(Raw data)
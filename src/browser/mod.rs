mod headless;

pub use headless::launch;
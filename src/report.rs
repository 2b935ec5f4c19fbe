//! Report data model.
//!
//! One [`CollectionReport`] is assembled per run and never mutated after it is
//! written. Field names serialize in camelCase to keep the on-disk JSON schema
//! stable for downstream consumers.

use std::collections::{BTreeMap, BTreeSet};

use chrono::Utc;
use serde::{Deserialize, Serialize};

use crate::jurisdictions::Jurisdiction;

/// The fixed SAM.gov search filters every run applies, recorded in the report
/// for traceability. Only the jurisdictions description varies between runs.
#[derive(Debug, Clone, Serialize, Deserialize)]
#[serde(rename_all = "camelCase")]
pub struct ReportFilters {
    pub department: String,
    pub naics: String,
    pub jurisdictions: String,
    pub date_range: String,
    pub status: String,
}

impl ReportFilters {
    fn new(jurisdictions: String) -> Self {
        Self {
            department: "Department of Defense".to_string(),
            naics: "31-33 - Manufacturing".to_string(),
            jurisdictions,
            date_range: "Past Week".to_string(),
            status: "Active and Inactive".to_string(),
        }
    }
}

#[derive(Debug, Clone, Serialize, Deserialize)]
#[serde(rename_all = "camelCase")]
pub struct ReportSummary {
    pub total_unique_awardees: usize,
    pub jurisdictions_processed: usize,
    pub jurisdictions_with_results: usize,
}

/// The outcome for a single jurisdiction: its sorted unique awardees, or a
/// recorded error if navigation/extraction failed.
#[derive(Debug, Clone, Serialize, Deserialize)]
#[serde(rename_all = "camelCase")]
pub struct JurisdictionResult {
    pub jurisdiction_name: String,
    pub count: usize,
    pub awardees: Vec<String>,
    #[serde(skip_serializing_if = "Option::is_none")]
    pub error: Option<String>,
}

impl JurisdictionResult {
    /// A successful extraction. `awardees` must already be sorted and unique;
    /// `count` is derived from it.
    pub fn collected(jurisdiction: &Jurisdiction, awardees: Vec<String>) -> Self {
        Self {
            jurisdiction_name: jurisdiction.name.clone(),
            count: awardees.len(),
            awardees,
            error: None,
        }
    }

    /// A jurisdiction whose result page never produced cards (timeout). Not
    /// an error: recorded as zero awardees.
    pub fn empty(jurisdiction: &Jurisdiction) -> Self {
        Self::collected(jurisdiction, Vec::new())
    }

    /// A jurisdiction where navigation or extraction failed.
    pub fn failed(jurisdiction: &Jurisdiction, error: String) -> Self {
        Self {
            jurisdiction_name: jurisdiction.name.clone(),
            count: 0,
            awardees: Vec::new(),
            error: Some(error),
        }
    }
}

/// The full output of one collection run.
#[derive(Debug, Clone, Serialize, Deserialize)]
#[serde(rename_all = "camelCase")]
pub struct CollectionReport {
    pub timestamp: String,
    pub filters: ReportFilters,
    pub summary: ReportSummary,
    pub all_unique_awardees: Vec<String>,
    pub results_by_jurisdiction: BTreeMap<String, JurisdictionResult>,
}

impl CollectionReport {
    /// Assemble a report from per-jurisdiction results.
    ///
    /// `allUniqueAwardees` is recomputed here as the sorted union of every
    /// jurisdiction's awardee set, so the run-wide invariants hold no matter
    /// how the per-jurisdiction results were produced.
    pub fn assemble(
        results_by_jurisdiction: BTreeMap<String, JurisdictionResult>,
        jurisdictions_label: String,
    ) -> Self {
        let union: BTreeSet<String> = results_by_jurisdiction
            .values()
            .flat_map(|r| r.awardees.iter().cloned())
            .collect();
        let all_unique_awardees: Vec<String> = union.into_iter().collect();

        let summary = ReportSummary {
            total_unique_awardees: all_unique_awardees.len(),
            jurisdictions_processed: results_by_jurisdiction.len(),
            jurisdictions_with_results: results_by_jurisdiction
                .values()
                .filter(|r| r.count > 0)
                .count(),
        };

        Self {
            timestamp: Utc::now().to_rfc3339(),
            filters: ReportFilters::new(jurisdictions_label),
            summary,
            all_unique_awardees,
            results_by_jurisdiction,
        }
    }
}

/// Human-readable description of the jurisdiction selection, recorded in the
/// report filters. Distinguishes a full-roster run from a subset run.
pub fn jurisdictions_label(selected: &[Jurisdiction]) -> String {
    if selected.len() == crate::jurisdictions::all().len() {
        "All 50 US States".to_string()
    } else {
        let codes: Vec<&str> = selected.iter().map(|j| j.code.as_str()).collect();
        let noun = if selected.len() == 1 { "state" } else { "states" };
        format!("{} selected {} ({})", selected.len(), noun, codes.join(", "))
    }
}
//! # SAM.gov Awardee Collector
//!
//! Collects Department of Defense contract awardee names from the SAM.gov
//! search portal, one US state at a time, and persists each run as a JSON
//! report. A thin HTTP wrapper exposes the collector and the persisted
//! reports.
//!
//! ## Architecture
//!
//! - `browser`: launches the headless Chromium session; the only place that
//!   knows how the browser is configured.
//! - `collector`: the sequential per-jurisdiction loop (navigate, wait,
//!   extract, dedupe). Per-jurisdiction failures are isolated; only a launch
//!   failure aborts a run.
//! - `report` / `storage`: the immutable run report and its flat-file
//!   persistence.
//! - `server`: axum façade with `POST /scrape` plus read-only views over the
//!   output directory.
//! - `jurisdictions` / `config`: the static state roster, injected into the
//!   run via the config rather than read as a global.

pub mod browser;
pub mod collector;
pub mod config;
pub mod error;
pub mod jurisdictions;
pub mod logging;
pub mod report;
pub mod server;
pub mod storage;

pub use config::{CollectorConfig, Config, ScrapeOptions};
pub use error::{CollectorError, Result};
pub use jurisdictions::Jurisdiction;
pub use report::{CollectionReport, JurisdictionResult};
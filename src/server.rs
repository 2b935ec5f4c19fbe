//! HTTP façade over the collector.
//!
//! Stateless apart from the output directory on disk: `POST /scrape` runs a
//! collection synchronously and returns the report, the `GET` endpoints are
//! views over previously persisted report files.

use std::net::SocketAddr;
use std::sync::Arc;
use std::time::Instant;

use axum::extract::State;
use axum::http::StatusCode;
use axum::routing::{get, post};
use axum::{Json, Router};
use chrono::Utc;
use serde_json::{json, Value};
use tokio::sync::Mutex;
use tower_http::cors::{Any, CorsLayer};
use tracing::{error, info};

use crate::collector;
use crate::config::{Config, ScrapeOptions};
use crate::storage;

const AVAILABLE_ENDPOINTS: [&str; 4] = [
    "POST /scrape",
    "GET /results/latest",
    "GET /results",
    "GET /health",
];

/// Shared server state. The run lock serializes overlapping scrape requests
/// so two browser sessions never contend for resources; each request still
/// blocks until its own run completes.
#[derive(Clone)]
pub struct AppState {
    config: Arc<Config>,
    started_at: Instant,
    run_lock: Arc<Mutex<()>>,
}

impl AppState {
    pub fn new(config: Config) -> Self {
        Self {
            config: Arc::new(config),
            started_at: Instant::now(),
            run_lock: Arc::new(Mutex::new(())),
        }
    }
}

/// Build the axum router with all endpoints.
pub fn router(state: AppState) -> Router {
    let cors = CorsLayer::new()
        .allow_origin(Any)
        .allow_methods(Any)
        .allow_headers(Any);

    Router::new()
        .route("/scrape", post(scrape))
        .route("/results/latest", get(latest_results))
        .route("/results", get(list_results))
        .route("/health", get(health))
        .route("/", get(index))
        .fallback(not_found)
        .layer(cors)
        .with_state(state)
}

/// Start the HTTP server; creates the output directory up front.
pub async fn serve(config: Config) -> anyhow::Result<()> {
    std::fs::create_dir_all(&config.collector.output_dir)?;

    let port = config.server.port;
    let app = router(AppState::new(config));
    let addr = SocketAddr::from(([0, 0, 0, 0], port));
    info!("awardee collector API listening on http://{}", addr);

    let listener = tokio::net::TcpListener::bind(addr).await?;
    axum::serve(listener, app).await?;
    Ok(())
}

async fn scrape(
    State(state): State<AppState>,
    options: Option<Json<ScrapeOptions>>,
) -> (StatusCode, Json<Value>) {
    let options = options.map(|Json(o)| o).unwrap_or_default();
    info!("scrape request received: {:?}", options);

    let config = match options.apply(&state.config.collector) {
        Ok(config) => config,
        Err(e) => return error_response(e.to_string()),
    };

    let _guard = state.run_lock.lock().await;
    match collector::run(&config).await {
        Ok(report) => {
            let message = format!(
                "Found {} unique awardees",
                report.summary.total_unique_awardees
            );
            (
                StatusCode::OK,
                Json(json!({
                    "success": true,
                    "data": report,
                    "timestamp": Utc::now().to_rfc3339(),
                    "message": message,
                })),
            )
        }
        Err(e) => {
            error!("scrape failed: {}", e);
            error_response(e.to_string())
        }
    }
}

async fn latest_results(State(state): State<AppState>) -> (StatusCode, Json<Value>) {
    match storage::latest_report(&state.config.collector.output_dir) {
        Ok(Some(latest)) => (
            StatusCode::OK,
            Json(json!({
                "success": true,
                "data": latest.report,
                "filename": latest.file_name,
                "lastModified": latest.modified,
            })),
        ),
        Ok(None) => (
            StatusCode::NOT_FOUND,
            Json(json!({ "success": false, "error": "No results found" })),
        ),
        Err(e) => {
            error!("failed to read latest report: {}", e);
            error_response(e.to_string())
        }
    }
}

async fn list_results(State(state): State<AppState>) -> (StatusCode, Json<Value>) {
    match storage::list_reports(&state.config.collector.output_dir) {
        Ok(files) => (
            StatusCode::OK,
            Json(json!({
                "success": true,
                "count": files.len(),
                "files": files,
            })),
        ),
        Err(e) => {
            error!("failed to list reports: {}", e);
            error_response(e.to_string())
        }
    }
}

async fn health(State(state): State<AppState>) -> Json<Value> {
    Json(json!({
        "status": "ok",
        "service": "sam-awardee-collector",
        "timestamp": Utc::now().to_rfc3339(),
        "uptimeSeconds": state.started_at.elapsed().as_secs(),
    }))
}

async fn index() -> Json<Value> {
    Json(json!({
        "service": "SAM.gov Awardee Collector API",
        "version": env!("CARGO_PKG_VERSION"),
        "endpoints": {
            "POST /scrape": "Run a collection and return the report",
            "GET /results/latest": "Get the most recent report",
            "GET /results": "List persisted report files",
            "GET /health": "Health check",
        },
        "scrapeOptions": {
            "headless": "boolean (default: true)",
            "outputDir": "string (default: ./output)",
            "jurisdictions": "array of 2-letter state codes, absent for all 50",
            "requestTimeoutMs": "number (default: 8000)",
        },
    }))
}

async fn not_found() -> (StatusCode, Json<Value>) {
    (
        StatusCode::NOT_FOUND,
        Json(json!({
            "error": "Endpoint not found",
            "availableEndpoints": AVAILABLE_ENDPOINTS,
        })),
    )
}

fn error_response(error: String) -> (StatusCode, Json<Value>) {
    (
        StatusCode::INTERNAL_SERVER_ERROR,
        Json(json!({
            "success": false,
            "error": error,
            "timestamp": Utc::now().to_rfc3339(),
        })),
    )
}
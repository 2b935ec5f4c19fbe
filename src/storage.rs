//! Flat-file persistence for collection reports.
//!
//! One JSON file per run date in the output directory. This is the only
//! persistence the system has; the listing endpoints are thin views over it.

use std::fs;
use std::path::{Path, PathBuf};

use chrono::{DateTime, NaiveDate, Utc};
use serde::Serialize;

use crate::error::Result;
use crate::report::CollectionReport;

/// Report files are recognized by this prefix and a `.json` suffix.
pub const REPORT_FILE_PREFIX: &str = "dod_awardees_";

/// Deterministic file name for a run on the given date.
pub fn report_file_name(date: NaiveDate) -> String {
    format!("{}{}.json", REPORT_FILE_PREFIX, date.format("%Y-%m-%d"))
}

/// Metadata for one persisted report file.
#[derive(Debug, Clone, Serialize)]
#[serde(rename_all = "camelCase")]
pub struct ReportFile {
    pub name: String,
    pub size: u64,
    pub created: DateTime<Utc>,
    pub modified: DateTime<Utc>,
}

/// A loaded report together with the file it came from.
#[derive(Debug, Clone, Serialize)]
#[serde(rename_all = "camelCase")]
pub struct LatestReport {
    pub file_name: String,
    pub modified: DateTime<Utc>,
    pub report: serde_json::Value,
}

/// Write a report into `dir`, creating the directory if missing.
///
/// A rerun on the same date overwrites that date's file.
pub fn write_report(dir: &Path, report: &CollectionReport) -> Result<PathBuf> {
    fs::create_dir_all(dir)?;
    let path = dir.join(report_file_name(Utc::now().date_naive()));
    let json = serde_json::to_string_pretty(report)?;
    fs::write(&path, json)?;
    Ok(path)
}

/// List persisted report files, newest first. A missing directory is an
/// empty listing, not an error.
pub fn list_reports(dir: &Path) -> Result<Vec<ReportFile>> {
    if !dir.exists() {
        return Ok(Vec::new());
    }

    let mut files = Vec::new();
    for entry in fs::read_dir(dir)? {
        let entry = entry?;
        let name = entry.file_name().to_string_lossy().into_owned();
        if !name.starts_with(REPORT_FILE_PREFIX) || !name.ends_with(".json") {
            continue;
        }
        let metadata = entry.metadata()?;
        let modified = DateTime::<Utc>::from(metadata.modified()?);
        // birthtime is not available on every platform/filesystem
        let created = metadata
            .created()
            .map(DateTime::<Utc>::from)
            .unwrap_or(modified);
        files.push(ReportFile {
            name,
            size: metadata.len(),
            created,
            modified,
        });
    }

    files.sort_by(|a, b| b.modified.cmp(&a.modified));
    Ok(files)
}

/// Load the most recently modified report, or `None` if there is none.
pub fn latest_report(dir: &Path) -> Result<Option<LatestReport>> {
    let files = list_reports(dir)?;
    let Some(newest) = files.into_iter().next() else {
        return Ok(None);
    };

    let raw = fs::read_to_string(dir.join(&newest.name))?;
    Ok(Some(LatestReport {
        file_name: newest.name,
        modified: newest.modified,
        report: serde_json::from_str(&raw)?,
    }))
}
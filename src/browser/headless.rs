use chromiumoxide::{Browser, BrowserConfig};
use futures::StreamExt;
use tokio::time::{sleep, Duration};
use tracing::{debug, error, info};

use crate::error::{CollectorError, Result};

/// Launch a Chromium instance and spawn its event handler task.
///
/// SAM.gov is an Angular app, so the collector needs a real browser session;
/// a plain HTTP fetch would only see the unbooted shell.
pub async fn launch(headless: bool) -> Result<Browser> {
    info!("🚀 launching browser (headless: {})", headless);

    let mut builder = BrowserConfig::builder().args(vec![
        "--disable-gpu",
        "--no-sandbox",            // avoids crashes in containerized deployments
        "--disable-dev-shm-usage", // avoids shared-memory exhaustion
    ]);
    builder = if headless {
        builder.new_headless_mode()
    } else {
        builder.with_head()
    };
    let config = builder.build().map_err(CollectorError::BrowserLaunch)?;

    let (browser, mut handler) = Browser::launch(config).await.map_err(|e| {
        error!("failed to launch browser: {}", e);
        CollectorError::BrowserLaunch(e.to_string())
    })?;
    debug!("browser launched");

    // Drive CDP events in the background for the lifetime of the browser.
    tokio::spawn(async move {
        while let Some(event) = handler.next().await {
            if event.is_err() {
                break;
            }
        }
    });

    // Short pause to let the browser state settle before the first page.
    sleep(Duration::from_millis(300)).await;

    Ok(browser)
}
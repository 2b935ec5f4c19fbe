//! The US state roster the collector iterates over.
//!
//! The table is static reference data, but consumers never read it through a
//! hidden global: [`all`] materializes it once at startup into the config and
//! the collection loop only ever sees the injected copy.

use serde::{Deserialize, Serialize};

use crate::error::{CollectorError, Result};

/// One of the 50 US states, identified by its 2-letter postal code.
#[derive(Debug, Clone, PartialEq, Eq, Serialize, Deserialize)]
pub struct Jurisdiction {
    pub code: String,
    pub name: String,
}

impl Jurisdiction {
    pub fn new(code: &str, name: &str) -> Self {
        Self {
            code: code.to_string(),
            name: name.to_string(),
        }
    }
}

/// All 50 states, in the fixed order the collector processes them.
const ROSTER: [(&str, &str); 50] = [
    ("AL", "Alabama"),
    ("AK", "Alaska"),
    ("AZ", "Arizona"),
    ("AR", "Arkansas"),
    ("CA", "California"),
    ("CO", "Colorado"),
    ("CT", "Connecticut"),
    ("DE", "Delaware"),
    ("FL", "Florida"),
    ("GA", "Georgia"),
    ("HI", "Hawaii"),
    ("ID", "Idaho"),
    ("IL", "Illinois"),
    ("IN", "Indiana"),
    ("IA", "Iowa"),
    ("KS", "Kansas"),
    ("KY", "Kentucky"),
    ("LA", "Louisiana"),
    ("ME", "Maine"),
    ("MD", "Maryland"),
    ("MA", "Massachusetts"),
    ("MI", "Michigan"),
    ("MN", "Minnesota"),
    ("MS", "Mississippi"),
    ("MO", "Missouri"),
    ("MT", "Montana"),
    ("NE", "Nebraska"),
    ("NV", "Nevada"),
    ("NH", "New Hampshire"),
    ("NJ", "New Jersey"),
    ("NM", "New Mexico"),
    ("NY", "New York"),
    ("NC", "North Carolina"),
    ("ND", "North Dakota"),
    ("OH", "Ohio"),
    ("OK", "Oklahoma"),
    ("OR", "Oregon"),
    ("PA", "Pennsylvania"),
    ("RI", "Rhode Island"),
    ("SC", "South Carolina"),
    ("SD", "South Dakota"),
    ("TN", "Tennessee"),
    ("TX", "Texas"),
    ("UT", "Utah"),
    ("VT", "Vermont"),
    ("VA", "Virginia"),
    ("WA", "Washington"),
    ("WV", "West Virginia"),
    ("WI", "Wisconsin"),
    ("WY", "Wyoming"),
];

/// Materialize the full roster.
pub fn all() -> Vec<Jurisdiction> {
    ROSTER
        .iter()
        .map(|(code, name)| Jurisdiction::new(code, name))
        .collect()
}

/// Look up a jurisdiction by its 2-letter code (case-insensitive).
pub fn by_code(code: &str) -> Option<Jurisdiction> {
    ROSTER
        .iter()
        .find(|(c, _)| c.eq_ignore_ascii_case(code))
        .map(|(c, n)| Jurisdiction::new(c, n))
}

/// Resolve a list of caller-supplied codes against the roster, preserving
/// the caller's order.
pub fn resolve_codes(codes: &[String]) -> Result<Vec<Jurisdiction>> {
    codes
        .iter()
        .map(|code| {
            by_code(code).ok_or_else(|| CollectorError::UnknownJurisdiction { code: code.clone() })
        })
        .collect()
}

#[cfg(test)]
mod tests {
    use super::*;

    #[test]
    fn roster_has_fifty_unique_codes() {
        let all = all();
        assert_eq!(all.len(), 50);
        let mut codes: Vec<_> = all.iter().map(|j| j.code.as_str()).collect();
        codes.sort();
        codes.dedup();
        assert_eq!(codes.len(), 50);
        assert!(all.iter().all(|j| j.code.len() == 2));
    }

    #[test]
    fn lookup_is_case_insensitive() {
        assert_eq!(by_code("ny").unwrap().name, "New York");
        assert_eq!(by_code("NY").unwrap().name, "New York");
        assert!(by_code("ZZ").is_none());
    }

    #[test]
    fn resolve_codes_preserves_order_and_rejects_unknown() {
        let resolved = resolve_codes(&["TX".into(), "AK".into()]).unwrap();
        assert_eq!(resolved[0].name, "Texas");
        assert_eq!(resolved[1].name, "Alaska");

        let err = resolve_codes(&["TX".into(), "XX".into()]).unwrap_err();
        assert!(err.to_string().contains("XX"));
    }
}
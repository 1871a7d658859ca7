//! Static directory of the Gomel oblast districts
//!
//! Region codes are the short keys the frontend links to (`/api/weather/gom`).
//! The directory is built once at startup and never mutated.

use std::collections::HashMap;

use crate::models::{Coordinate, Region};
use anyhow::{Result, bail};

/// District centres of the Gomel oblast
pub const GOMEL_OBLAST: [Region; 21] = [
    Region::new("br", "Bragin", 51.8, 30.3),
    Region::new("buda", "Buda-Koshelyovo", 52.72, 30.57),
    Region::new("vetka", "Vetka", 52.56, 31.18),
    Region::new("gom", "Gomel", 52.43, 30.98),
    Region::new("dobrush", "Dobrush", 52.41, 31.32),
    Region::new("elsk", "Yelsk", 51.75, 29.15),
    Region::new("zhit", "Zhitkovichi", 52.22, 27.85),
    Region::new("zhlobin", "Zhlobin", 52.89, 30.03),
    Region::new("kalin", "Kalinkovichi", 52.63, 29.33),
    Region::new("korm", "Korma", 53.11, 30.63),
    Region::new("lel", "Lelchitsy", 51.63, 28.1),
    Region::new("loev", "Loyew", 51.95, 30.8),
    Region::new("moz", "Mozyr", 52.05, 29.27),
    Region::new("narovl", "Narovlya", 51.8, 29.5),
    Region::new("oktyabr", "Oktyabrsky", 52.65, 28.9),
    Region::new("petr", "Petrikov", 52.13, 28.9),
    Region::new("rech", "Rechitsa", 52.36, 30.4),
    Region::new("rogach", "Rogachev", 53.09, 30.05),
    Region::new("svetl", "Svetlogorsk", 52.63, 29.73),
    Region::new("hoyniki", "Khoiniki", 51.9, 29.5),
    Region::new("chechersk", "Chechersk", 52.92, 30.92),
];

/// Immutable lookup from region code to coordinates
#[derive(Debug, Clone)]
pub struct RegionDirectory {
    regions: HashMap<&'static str, Region>,
}

impl RegionDirectory {
    /// Build a directory from caller-supplied regions.
    ///
    /// Rejects duplicate codes, empty codes and coordinates that are not
    /// finite or fall outside the valid latitude/longitude ranges.
    pub fn new(regions: impl IntoIterator<Item = Region>) -> Result<Self> {
        let mut map = HashMap::new();
        for region in regions {
            if region.code.trim().is_empty() {
                bail!("Region code cannot be empty (name: {})", region.name);
            }
            if !region.coordinate.is_valid() {
                bail!(
                    "Region '{}' has invalid coordinates: {}",
                    region.code,
                    region.coordinate.format_coordinates()
                );
            }
            if map.insert(region.code, region.clone()).is_some() {
                bail!("Duplicate region code: {}", region.code);
            }
        }
        Ok(Self { regions: map })
    }

    /// Coordinates for a region code; the code is matched exactly
    #[must_use]
    pub fn lookup(&self, code: &str) -> Option<Coordinate> {
        self.regions.get(code).map(|region| region.coordinate)
    }

    #[must_use]
    pub fn get(&self, code: &str) -> Option<&Region> {
        self.regions.get(code)
    }

    /// All regions sorted by code
    #[must_use]
    pub fn sorted(&self) -> Vec<&Region> {
        let mut regions: Vec<&Region> = self.regions.values().collect();
        regions.sort_by_key(|region| region.code);
        regions
    }

    pub fn iter(&self) -> impl Iterator<Item = &Region> {
        self.regions.values()
    }

    #[must_use]
    pub fn len(&self) -> usize {
        self.regions.len()
    }

    #[must_use]
    pub fn is_empty(&self) -> bool {
        self.regions.is_empty()
    }
}

impl Default for RegionDirectory {
    /// The Gomel oblast districts
    fn default() -> Self {
        Self {
            regions: GOMEL_OBLAST
                .iter()
                .map(|region| (region.code, region.clone()))
                .collect(),
        }
    }
}

#[cfg(test)]
mod tests {
    use super::*;

    #[test]
    fn test_default_directory_is_valid() {
        // the static table must pass the same checks as user data
        let validated = RegionDirectory::new(GOMEL_OBLAST).unwrap();
        assert_eq!(validated.len(), GOMEL_OBLAST.len());
        assert_eq!(RegionDirectory::default().len(), 21);
    }

    #[test]
    fn test_lookup_known_codes() {
        let directory = RegionDirectory::default();
        assert_eq!(directory.lookup("gom"), Some(Coordinate::new(52.43, 30.98)));
        assert_eq!(directory.lookup("br"), Some(Coordinate::new(51.8, 30.3)));
        assert_eq!(directory.get("moz").map(|r| r.name), Some("Mozyr"));
    }

    #[test]
    fn test_lookup_is_exact() {
        let directory = RegionDirectory::default();
        assert_eq!(directory.lookup("GOM"), None);
        assert_eq!(directory.lookup(" gom"), None);
        assert_eq!(directory.lookup("minsk"), None);
        assert_eq!(directory.lookup(""), None);
    }

    #[test]
    fn test_sorted_by_code() {
        let directory = RegionDirectory::default();
        let codes: Vec<&str> = directory.sorted().iter().map(|r| r.code).collect();
        assert_eq!(codes.first(), Some(&"br"));
        assert_eq!(codes.last(), Some(&"zhlobin"));
        assert!(codes.windows(2).all(|pair| pair[0] < pair[1]));
    }

    #[test]
    fn test_rejects_duplicates() {
        let result = RegionDirectory::new([
            Region::new("gom", "Gomel", 52.43, 30.98),
            Region::new("gom", "Gomel again", 52.0, 30.0),
        ]);
        assert!(result.unwrap_err().to_string().contains("Duplicate region code"));
    }

    #[test]
    fn test_rejects_invalid_coordinates() {
        let result = RegionDirectory::new([Region::new("x", "Nowhere", 120.0, 30.0)]);
        assert!(result.unwrap_err().to_string().contains("invalid coordinates"));

        let result = RegionDirectory::new([Region::new("y", "Nowhere", f64::NAN, 30.0)]);
        assert!(result.is_err());
    }

    #[test]
    fn test_rejects_empty_code() {
        let result = RegionDirectory::new([Region::new("  ", "Blank", 52.0, 30.0)]);
        assert!(result.is_err());
    }
}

(About this task) Print exactly the lines from the beginning of the entries through the line with "for downstream consumers.". Output nothing more.

(Answer for this exercise)
filename src/browser/mod.rs
mod headless;

pub use headless::launch;
filename src/report.rs
repository 2b935ec5f4c19fbe
//! Report data model.
//!
//! One [`CollectionReport`] is assembled per run and never mutated after it is
//! written. Field names serialize in camelCase to keep the on-disk JSON schema
//! stable for downstream consumers.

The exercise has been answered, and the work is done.